- [TASK]:
Look through the data below and extract, unchanged, the lines from the one that contains "the supervised process." to the one that contains "execution is part", both included.

(Stored items from a collection)
▬▬▬

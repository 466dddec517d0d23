use serde::{Deserialize, Serialize};

/// Which descriptor of the supervised child a raw line came from.
#[derive(Debug, Clone, Copy, Serialize, Deserialize, PartialEq, Eq)]
#[serde(rename_all = "snake_case")]
pub enum StreamSource {
    Stdout,
    Stderr,
}

/// One `\n`-terminated line read from the supervised process.
///
/// The trailing newline is preserved; a partial tail flushed at end of
/// stream may lack it.
#[derive(Debug, Clone, PartialEq, Eq)]
pub struct RawLine {
    pub source: StreamSource,
    pub text: String,
}

impl RawLine {
    pub fn stdout(text: impl Into<String>) -> Self {
        Self {
            source: StreamSource::Stdout,
            text: text.into(),
        }
    }

    pub fn stderr(text: impl Into<String>) -> Self {
        Self {
            source: StreamSource::Stderr,
            text: text.into(),
        }
    }
}

/// The shared classification vocabulary both transcript parsers emit.
#[derive(Debug, Clone, Copy, Serialize, Deserialize, PartialEq, Eq, Hash)]
#[serde(rename_all = "snake_case")]
pub enum EventKind {
    Title,
    User,
    Thinking,
    Agent,
    Exec,
    ExecOutput,
    ExecError,
    ExecTime,
    FileUpdate,
    TokensUsed,
    Meta,
    Stdout,
    Stderr,
    Error,
    Raw,
    Done,
}

impl EventKind {
    pub fn as_str(self) -> &'static str {
        match self {
            EventKind::Title => "title",
            EventKind::User => "user",
            EventKind::Thinking => "thinking",
            EventKind::Agent => "agent",
            EventKind::Exec => "exec",
            EventKind::ExecOutput => "exec_output",
            EventKind::ExecError => "exec_error",
            EventKind::ExecTime => "exec_time",
            EventKind::FileUpdate => "file_update",
            EventKind::TokensUsed => "tokens_used",
            EventKind::Meta => "meta",
            EventKind::Stdout => "stdout",
            EventKind::Stderr => "stderr",
            EventKind::Error => "error",
            EventKind::Raw => "raw",
            EventKind::Done => "done",
        }
    }
}

/// A classified `(kind, data)` pair. Ordering within one execution is part
/// of the contract: history storage and live consumers replay these as-is.
#[derive(Debug, Clone, Serialize, Deserialize, PartialEq, Eq)]
pub struct AgentEvent {
    pub kind: EventKind,
    pub data: String,
}

impl AgentEvent {
    pub fn new(kind: EventKind, data: impl Into<String>) -> Self {
        Self {
            kind,
            data: data.into(),
        }
    }
}

#[cfg(test)]
mod tests {
    use super::*;

    #[test]
    fn event_kind_serializes_snake_case() {
        let json = serde_json::to_string(&EventKind::ExecOutput).unwrap();
        assert_eq!(json, "\"exec_output\"");
        assert_eq!(EventKind::ExecOutput.as_str(), "exec_output");
    }

    #[test]
    fn agent_event_round_trips() {
        let event = AgentEvent::new(EventKind::TokensUsed, "1234");
        let json = serde_json::to_string(&event).unwrap();
        let back: AgentEvent = serde_json::from_str(&json).unwrap();
        assert_eq!(back, event);
    }
}
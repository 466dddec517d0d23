mod supervisor;

pub use supervisor::{spawn_supervised, SpawnSpec, CHUNK_SIZE, POLL_INTERVAL_MS};
mod codex;
mod gemini;
mod rotation;

pub use codex::{CodexClient, TaggedTranscript};
pub use gemini::{GeminiClient, StreamJsonTranscript};
pub use rotation::{ProviderRotation, QuotaSignature};

use std::path::PathBuf;

use shunt_runtime::SpawnSpec;
use shunt_types::{AgentEvent, ExecRequest, ProviderKind, ProviderSelection, RawLine};

/// Incremental transcript classifier. One instance per execution; `feed`
/// receives raw lines in stream order and the returned events keep that
/// order. `finish` closes the sequence (always ending in `done`).
pub trait Classifier: Send {
    fn feed(&mut self, line: &RawLine) -> Vec<AgentEvent>;
    fn finish(&mut self) -> Vec<AgentEvent>;
}

/// A fully prepared execution: how to spawn the CLI, lines to inject ahead
/// of its output, and the classifier that understands its transcript.
pub struct PreparedRun {
    pub spawn: SpawnSpec,
    /// Injected before the child's own stream, e.g. gemini's synthetic
    /// `init` carrying the session id the core minted.
    pub preamble: Vec<RawLine>,
    pub classifier: Box<dyn Classifier>,
    /// Session id known before spawn, if the core minted one.
    pub session_id: Option<String>,
}

/// Host-side context shared by all clients: where state lives and which
/// extra variables (vault contents included) go into the child environment.
#[derive(Debug, Clone, Default)]
pub struct ClientContext {
    pub storage_path: PathBuf,
    pub agent_home: PathBuf,
    /// Optional directory holding `config.base.toml` / `settings.base.json`
    /// templates rendered into the working dir before spawn.
    pub template_dir: Option<PathBuf>,
    pub env: Vec<(String, String)>,
}

/// One agent CLI wrapper. Implementations build the argv/env for a request
/// and hand back the matching classifier.
pub trait AgentClient: Send + Sync {
    fn kind(&self) -> ProviderKind;
    fn prepare(&self, req: &ExecRequest) -> anyhow::Result<PreparedRun>;
}

/// Construct the client for one rotation entry.
pub fn client_for(selection: &ProviderSelection, ctx: ClientContext) -> Box<dyn AgentClient> {
    match selection.kind {
        ProviderKind::Codex => Box::new(CodexClient::new(selection.profile.clone(), ctx)),
        ProviderKind::Gemini => Box::new(GeminiClient::new(selection.profile.clone(), ctx)),
    }
}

▬▬▬

- [RESULT OF THE TASK]:
/// One `\n`-terminated line read from the supervised process.
///
/// The trailing newline is preserved; a partial tail flushed at end of
/// stream may lack it.
#[derive(Debug, Clone, PartialEq, Eq)]
pub struct RawLine {
    pub source: StreamSource,
    pub text: String,
}

impl RawLine {
    pub fn stdout(text: impl Into<String>) -> Self {
        Self {
            source: StreamSource::Stdout,
            text: text.into(),
        }
    }

    pub fn stderr(text: impl Into<String>) -> Self {
        Self {
            source: StreamSource::Stderr,
            text: text.into(),
        }
    }
}

/// The shared classification vocabulary both transcript parsers emit.
#[derive(Debug, Clone, Copy, Serialize, Deserialize, PartialEq, Eq, Hash)]
#[serde(rename_all = "snake_case")]
pub enum EventKind {
    Title,
    User,
    Thinking,
    Agent,
    Exec,
    ExecOutput,
    ExecError,
    ExecTime,
    FileUpdate,
    TokensUsed,
    Meta,
    Stdout,
    Stderr,
    Error,
    Raw,
    Done,
}

impl EventKind {
    pub fn as_str(self) -> &'static str {
        match self {
            EventKind::Title => "title",
            EventKind::User => "user",
            EventKind::Thinking => "thinking",
            EventKind::Agent => "agent",
            EventKind::Exec => "exec",
            EventKind::ExecOutput => "exec_output",
            EventKind::ExecError => "exec_error",
            EventKind::ExecTime => "exec_time",
            EventKind::FileUpdate => "file_update",
            EventKind::TokensUsed => "tokens_used",
            EventKind::Meta => "meta",
            EventKind::Stdout => "stdout",
            EventKind::Stderr => "stderr",
            EventKind::Error => "error",
            EventKind::Raw => "raw",
            EventKind::Done => "done",
        }
    }
}

/// A classified `(kind, data)` pair. Ordering within one execution is part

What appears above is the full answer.